● Prompt
Below are records to write out again, exactly as they read.

● Excerpted data
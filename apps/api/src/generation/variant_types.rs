//! Variant shaping — per-type length targets, sampling temperature and framing.
//!
//! One table drives all six shapes. Length is relative to the author's own
//! average post length so a terse writer gets terse variants; temperature
//! tracks how much creative drift each shape tolerates.

use crate::models::profile::VoiceProfile;
use crate::models::variant::VariantType;

/// Targets never drop below this many characters, whatever the profile says.
pub const MIN_TARGET_CHARS: usize = 40;

const MIN_OUTPUT_TOKENS: u32 = 256;
const MAX_OUTPUT_TOKENS: u32 = 2048;

/// Generation knobs for one variant shape.
#[derive(Debug, Clone)]
pub struct VariantPlan {
    /// Multiplier on the profile's average post length.
    pub length_fraction: f32,
    pub temperature: f32,
    /// Shape instruction spliced into the prompt. May carry placeholders
    /// resolved by `framing_for`.
    pub framing: &'static str,
}

/// Returns the generation plan for a variant shape.
pub fn plan_for(variant_type: VariantType) -> VariantPlan {
    match variant_type {
        VariantType::ShortPunchy => VariantPlan {
            length_fraction: 0.35,
            temperature: 0.9,
            framing: "Write ONE sharp, punchy standalone post. A single idea that lands \
                immediately; no build-up, no hashtag pile.",
        },
        VariantType::MediumStory => VariantPlan {
            length_fraction: 0.85,
            temperature: 0.8,
            framing: "Tell the idea as a compact story with a beginning, a turn, and a \
                takeaway the reader can feel.",
        },
        VariantType::LongDetailed => VariantPlan {
            length_fraction: 1.45,
            temperature: 0.7,
            framing: "Write a comprehensive, substantive post that unpacks the idea fully, \
                with concrete specifics rather than generalities.",
        },
        VariantType::ThreadStyle => VariantPlan {
            length_fraction: 1.70,
            temperature: 0.8,
            framing: "Write the opening post of a multi-part thread: a hook that earns the \
                next post and makes clear the thread continues.",
        },
        VariantType::CasualPersonal => VariantPlan {
            length_fraction: 0.90,
            temperature: 0.95,
            framing: "Write in a relaxed, personal register, like talking to a friend. The \
                author's usual level of personal disclosure is: {personal_disclosure}.",
        },
        VariantType::ProfessionalInsight => VariantPlan {
            length_fraction: 1.15,
            temperature: 0.6,
            framing: "Write an authoritative, insight-driven post that draws on the author's \
                expertise in: {expertise_areas}.",
        },
    }
}

/// Target character count for a shape given the author's average length.
pub fn target_length(avg_length: f32, variant_type: VariantType) -> usize {
    let plan = plan_for(variant_type);
    let target = (avg_length * plan.length_fraction).round() as usize;
    target.max(MIN_TARGET_CHARS)
}

/// Output-token budget from a character target. Roughly 3.5 chars per token
/// for post-style English, doubled for headroom, clamped to sane bounds.
pub fn max_tokens_for(target_chars: usize) -> u32 {
    let estimate = (target_chars as f32 / 3.5 * 2.0).ceil() as u32;
    estimate.clamp(MIN_OUTPUT_TOKENS, MAX_OUTPUT_TOKENS)
}

/// Resolves the plan's framing against the profile. Only the two
/// profile-aware shapes carry placeholders.
pub fn framing_for(variant_type: VariantType, profile: &VoiceProfile) -> String {
    let plan = plan_for(variant_type);
    match variant_type {
        VariantType::CasualPersonal => plan
            .framing
            .replace("{personal_disclosure}", &profile.themes.personal_disclosure),
        VariantType::ProfessionalInsight => plan
            .framing
            .replace("{expertise_areas}", &profile.themes.expertise_areas.join(", ")),
        _ => plan.framing.to_string(),
    }
}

● Exercise result
filename apps/api/src/generation/variant_types.rs
//! Variant shaping — per-type length targets, sampling temperature and framing.
//!
//! One table drives all six shapes. Length is relative to the author's own
//! average post length so a terse writer gets terse variants; temperature
//! tracks how much creative drift each shape tolerates.

use crate::models::profile::VoiceProfile;
use crate::models::variant::VariantType;

/// Targets never drop below this many characters, whatever the profile says.
pub const MIN_TARGET_CHARS: usize = 40;

const MIN_OUTPUT_TOKENS: u32 = 256;
const MAX_OUTPUT_TOKENS: u32 = 2048;

/// Generation knobs for one variant shape.
#[derive(Debug, Clone)]
pub struct VariantPlan {
    /// Multiplier on the profile's average post length.
    pub length_fraction: f32,
    pub temperature: f32,
    /// Shape instruction spliced into the prompt. May carry placeholders
    /// resolved by `framing_for`.
    pub framing: &'static str,
}

/// Returns the generation plan for a variant shape.
pub fn plan_for(variant_type: VariantType) -> VariantPlan {
    match variant_type {
        VariantType::ShortPunchy => VariantPlan {
            length_fraction: 0.35,
            temperature: 0.9,
            framing: "Write ONE sharp, punchy standalone post. A single idea that lands \
                immediately; no build-up, no hashtag pile.",
        },
        VariantType::MediumStory => VariantPlan {
            length_fraction: 0.85,
            temperature: 0.8,
            framing: "Tell the idea as a compact story with a beginning, a turn, and a \
                takeaway the reader can feel.",
        },
        VariantType::LongDetailed => VariantPlan {
            length_fraction: 1.45,
            temperature: 0.7,
            framing: "Write a comprehensive, substantive post that unpacks the idea fully, \
                with concrete specifics rather than generalities.",
        },
        VariantType::ThreadStyle => VariantPlan {
            length_fraction: 1.70,
            temperature: 0.8,
            framing: "Write the opening post of a multi-part thread: a hook that earns the \
                next post and makes clear the thread continues.",
        },
        VariantType::CasualPersonal => VariantPlan {
            length_fraction: 0.90,
            temperature: 0.95,
            framing: "Write in a relaxed, personal register, like talking to a friend. The \
                author's usual level of personal disclosure is: {personal_disclosure}.",
        },
        VariantType::ProfessionalInsight => VariantPlan {
            length_fraction: 1.15,
            temperature: 0.6,
            framing: "Write an authoritative, insight-driven post that draws on the author's \
                expertise in: {expertise_areas}.",
        },
    }
}

/// Target character count for a shape given the author's average length.
pub fn target_length(avg_length: f32, variant_type: VariantType) -> usize {
    let plan = plan_for(variant_type);
    let target = (avg_length * plan.length_fraction).round() as usize;
    target.max(MIN_TARGET_CHARS)
}

/// Output-token budget from a character target. Roughly 3.5 chars per token
/// for post-style English, doubled for headroom, clamped to sane bounds.
pub fn max_tokens_for(target_chars: usize) -> u32 {
    let estimate = (target_chars as f32 / 3.5 * 2.0).ceil() as u32;
    estimate.clamp(MIN_OUTPUT_TOKENS, MAX_OUTPUT_TOKENS)
}

/// Resolves the plan's framing against the profile. Only the two
/// profile-aware shapes carry placeholders.
pub fn framing_for(variant_type: VariantType, profile: &VoiceProfile) -> String {
    let plan = plan_for(variant_type);
    match variant_type {
        VariantType::CasualPersonal => plan
            .framing
            .replace("{personal_disclosure}", &profile.themes.personal_disclosure),
        VariantType::ProfessionalInsight => plan
            .framing
            .replace("{expertise_areas}", &profile.themes.expertise_areas.join(", ")),
        _ => plan.framing.to_string(),
    }
}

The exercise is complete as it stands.